TASK INSTRUCTIONS ▸
The required answer is each line in the entries below where "foreground" occurs.

*** Opening of PROVIDED RECORDS ***

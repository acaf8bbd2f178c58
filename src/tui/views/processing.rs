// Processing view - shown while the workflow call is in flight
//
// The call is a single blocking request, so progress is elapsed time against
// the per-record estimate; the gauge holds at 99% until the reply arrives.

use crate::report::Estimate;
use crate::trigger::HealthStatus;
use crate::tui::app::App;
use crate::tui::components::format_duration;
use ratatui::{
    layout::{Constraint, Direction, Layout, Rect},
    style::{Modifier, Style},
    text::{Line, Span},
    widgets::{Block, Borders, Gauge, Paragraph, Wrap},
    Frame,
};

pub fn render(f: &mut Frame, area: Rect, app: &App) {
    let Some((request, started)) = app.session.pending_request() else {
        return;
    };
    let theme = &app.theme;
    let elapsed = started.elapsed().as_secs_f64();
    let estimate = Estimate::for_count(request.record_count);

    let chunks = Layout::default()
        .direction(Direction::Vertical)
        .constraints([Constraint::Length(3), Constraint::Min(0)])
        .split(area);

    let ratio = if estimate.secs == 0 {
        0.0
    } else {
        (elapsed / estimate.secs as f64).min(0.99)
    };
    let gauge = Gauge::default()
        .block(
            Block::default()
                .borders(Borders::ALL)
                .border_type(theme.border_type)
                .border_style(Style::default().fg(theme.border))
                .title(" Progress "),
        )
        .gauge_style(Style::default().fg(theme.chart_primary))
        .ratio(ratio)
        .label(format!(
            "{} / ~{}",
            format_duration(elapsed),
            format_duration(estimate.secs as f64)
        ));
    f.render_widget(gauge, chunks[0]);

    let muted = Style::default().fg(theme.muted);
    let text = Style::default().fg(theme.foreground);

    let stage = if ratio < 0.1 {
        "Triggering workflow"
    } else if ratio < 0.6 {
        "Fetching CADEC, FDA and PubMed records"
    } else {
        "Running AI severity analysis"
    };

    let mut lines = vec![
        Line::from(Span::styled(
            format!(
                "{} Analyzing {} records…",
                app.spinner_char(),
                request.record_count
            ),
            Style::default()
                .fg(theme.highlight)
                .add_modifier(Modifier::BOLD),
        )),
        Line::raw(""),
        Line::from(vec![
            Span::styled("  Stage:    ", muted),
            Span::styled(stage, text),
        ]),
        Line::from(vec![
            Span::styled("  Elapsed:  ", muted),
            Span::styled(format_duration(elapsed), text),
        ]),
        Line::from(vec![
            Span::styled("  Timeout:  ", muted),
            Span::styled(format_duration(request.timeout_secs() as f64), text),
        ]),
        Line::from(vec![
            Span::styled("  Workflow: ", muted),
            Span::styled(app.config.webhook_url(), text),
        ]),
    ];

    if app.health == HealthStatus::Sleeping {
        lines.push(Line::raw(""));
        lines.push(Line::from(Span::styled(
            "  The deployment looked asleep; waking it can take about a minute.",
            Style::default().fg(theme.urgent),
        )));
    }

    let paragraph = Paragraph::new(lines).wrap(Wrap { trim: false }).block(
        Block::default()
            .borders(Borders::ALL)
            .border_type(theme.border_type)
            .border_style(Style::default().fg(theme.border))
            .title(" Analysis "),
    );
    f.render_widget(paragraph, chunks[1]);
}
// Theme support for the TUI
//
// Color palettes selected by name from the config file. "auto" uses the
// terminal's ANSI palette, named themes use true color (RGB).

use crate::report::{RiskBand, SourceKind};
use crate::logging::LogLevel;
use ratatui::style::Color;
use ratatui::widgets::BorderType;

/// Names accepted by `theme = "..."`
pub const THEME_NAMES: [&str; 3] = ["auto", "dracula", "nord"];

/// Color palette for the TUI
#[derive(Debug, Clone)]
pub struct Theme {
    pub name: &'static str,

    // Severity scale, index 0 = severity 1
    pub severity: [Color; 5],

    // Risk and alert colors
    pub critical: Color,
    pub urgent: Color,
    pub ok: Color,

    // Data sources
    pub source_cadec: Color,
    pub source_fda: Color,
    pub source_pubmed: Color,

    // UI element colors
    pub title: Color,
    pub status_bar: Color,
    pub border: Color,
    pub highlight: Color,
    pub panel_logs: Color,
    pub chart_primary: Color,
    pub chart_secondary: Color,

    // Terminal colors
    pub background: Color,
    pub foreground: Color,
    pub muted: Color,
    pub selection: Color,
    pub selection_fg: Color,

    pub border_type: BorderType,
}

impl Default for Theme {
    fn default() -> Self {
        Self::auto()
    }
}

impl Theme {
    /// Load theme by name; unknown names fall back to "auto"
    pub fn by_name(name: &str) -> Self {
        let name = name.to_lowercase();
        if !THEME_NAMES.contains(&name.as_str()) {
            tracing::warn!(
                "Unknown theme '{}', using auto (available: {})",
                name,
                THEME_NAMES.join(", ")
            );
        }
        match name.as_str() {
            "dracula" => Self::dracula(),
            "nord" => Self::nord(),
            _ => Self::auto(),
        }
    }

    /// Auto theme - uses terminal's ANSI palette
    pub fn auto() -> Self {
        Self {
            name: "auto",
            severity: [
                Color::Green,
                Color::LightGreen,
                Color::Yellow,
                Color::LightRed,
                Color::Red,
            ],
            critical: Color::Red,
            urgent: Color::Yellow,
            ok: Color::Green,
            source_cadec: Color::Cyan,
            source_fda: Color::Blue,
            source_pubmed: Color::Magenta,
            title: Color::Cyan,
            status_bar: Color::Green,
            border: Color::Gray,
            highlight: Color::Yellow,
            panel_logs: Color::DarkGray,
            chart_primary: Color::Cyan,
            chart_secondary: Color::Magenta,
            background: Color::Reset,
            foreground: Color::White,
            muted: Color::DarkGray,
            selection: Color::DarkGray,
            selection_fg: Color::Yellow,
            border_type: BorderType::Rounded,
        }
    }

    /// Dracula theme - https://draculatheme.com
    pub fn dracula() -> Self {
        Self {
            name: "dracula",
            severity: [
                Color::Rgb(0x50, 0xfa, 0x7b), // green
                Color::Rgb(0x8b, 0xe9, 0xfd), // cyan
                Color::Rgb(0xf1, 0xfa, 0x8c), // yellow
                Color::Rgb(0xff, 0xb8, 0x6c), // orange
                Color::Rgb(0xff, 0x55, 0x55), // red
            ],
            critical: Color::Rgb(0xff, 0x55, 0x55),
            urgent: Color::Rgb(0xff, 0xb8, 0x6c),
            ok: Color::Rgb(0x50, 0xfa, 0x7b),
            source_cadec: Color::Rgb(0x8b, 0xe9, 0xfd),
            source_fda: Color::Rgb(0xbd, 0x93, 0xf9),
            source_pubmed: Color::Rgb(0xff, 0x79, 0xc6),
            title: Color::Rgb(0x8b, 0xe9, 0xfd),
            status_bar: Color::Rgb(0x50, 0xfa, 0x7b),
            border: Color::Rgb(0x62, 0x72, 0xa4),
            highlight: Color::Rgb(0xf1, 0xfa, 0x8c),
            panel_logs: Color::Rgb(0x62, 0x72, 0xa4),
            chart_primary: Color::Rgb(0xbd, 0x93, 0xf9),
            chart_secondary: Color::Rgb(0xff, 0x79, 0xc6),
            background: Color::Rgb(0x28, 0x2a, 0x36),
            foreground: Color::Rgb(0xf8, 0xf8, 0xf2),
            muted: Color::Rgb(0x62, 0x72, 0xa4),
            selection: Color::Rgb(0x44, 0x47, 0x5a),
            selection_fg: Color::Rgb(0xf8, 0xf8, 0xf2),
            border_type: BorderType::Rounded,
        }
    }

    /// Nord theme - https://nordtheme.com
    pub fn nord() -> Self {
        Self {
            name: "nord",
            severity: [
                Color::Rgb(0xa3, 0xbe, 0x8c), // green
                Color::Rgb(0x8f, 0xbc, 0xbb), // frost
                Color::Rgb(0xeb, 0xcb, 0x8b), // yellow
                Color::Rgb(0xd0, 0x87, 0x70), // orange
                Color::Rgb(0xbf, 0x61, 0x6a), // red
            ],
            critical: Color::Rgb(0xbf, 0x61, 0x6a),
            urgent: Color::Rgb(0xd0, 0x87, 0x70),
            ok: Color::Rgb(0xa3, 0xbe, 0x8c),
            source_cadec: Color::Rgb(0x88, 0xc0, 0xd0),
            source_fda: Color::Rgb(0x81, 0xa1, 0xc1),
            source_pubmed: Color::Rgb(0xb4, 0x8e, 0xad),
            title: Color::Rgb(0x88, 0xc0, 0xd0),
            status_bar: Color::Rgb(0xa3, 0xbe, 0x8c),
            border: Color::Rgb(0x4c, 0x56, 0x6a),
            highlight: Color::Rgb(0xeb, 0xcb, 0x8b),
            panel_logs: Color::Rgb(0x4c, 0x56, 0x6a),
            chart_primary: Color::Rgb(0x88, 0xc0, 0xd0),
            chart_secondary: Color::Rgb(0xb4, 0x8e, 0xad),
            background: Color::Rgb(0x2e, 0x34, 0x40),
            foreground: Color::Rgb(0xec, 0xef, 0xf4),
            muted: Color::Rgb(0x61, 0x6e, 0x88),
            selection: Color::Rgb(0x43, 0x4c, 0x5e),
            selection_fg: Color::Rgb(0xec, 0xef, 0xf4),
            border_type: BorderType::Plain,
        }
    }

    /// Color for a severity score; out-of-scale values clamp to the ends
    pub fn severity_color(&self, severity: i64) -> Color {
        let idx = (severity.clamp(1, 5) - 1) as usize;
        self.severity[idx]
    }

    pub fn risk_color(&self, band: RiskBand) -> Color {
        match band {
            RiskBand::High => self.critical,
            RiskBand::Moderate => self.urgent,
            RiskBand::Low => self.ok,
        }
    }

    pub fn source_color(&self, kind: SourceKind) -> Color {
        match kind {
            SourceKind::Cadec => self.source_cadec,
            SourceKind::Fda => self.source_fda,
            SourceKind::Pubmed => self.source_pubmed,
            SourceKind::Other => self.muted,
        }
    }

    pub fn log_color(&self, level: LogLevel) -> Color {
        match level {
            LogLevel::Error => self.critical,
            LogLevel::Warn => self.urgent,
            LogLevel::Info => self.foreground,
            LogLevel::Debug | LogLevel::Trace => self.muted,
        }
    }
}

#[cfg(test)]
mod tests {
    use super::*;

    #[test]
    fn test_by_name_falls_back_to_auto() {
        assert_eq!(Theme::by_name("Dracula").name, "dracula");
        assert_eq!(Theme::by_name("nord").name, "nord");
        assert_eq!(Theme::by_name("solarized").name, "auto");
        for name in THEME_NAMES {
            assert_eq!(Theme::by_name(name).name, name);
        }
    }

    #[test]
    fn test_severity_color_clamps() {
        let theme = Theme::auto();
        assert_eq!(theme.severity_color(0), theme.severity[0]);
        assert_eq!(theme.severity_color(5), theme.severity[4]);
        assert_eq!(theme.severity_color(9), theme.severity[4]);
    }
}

*** Close of PROVIDED RECORDS ***

EXPECTED ANSWER ▸
    let text = Style::default().fg(theme.foreground);
    pub foreground: Color,
            foreground: Color::White,
            foreground: Color::Rgb(0xf8, 0xf8, 0xf2),
            foreground: Color::Rgb(0xec, 0xef, 0xf4),
            LogLevel::Info => self.foreground,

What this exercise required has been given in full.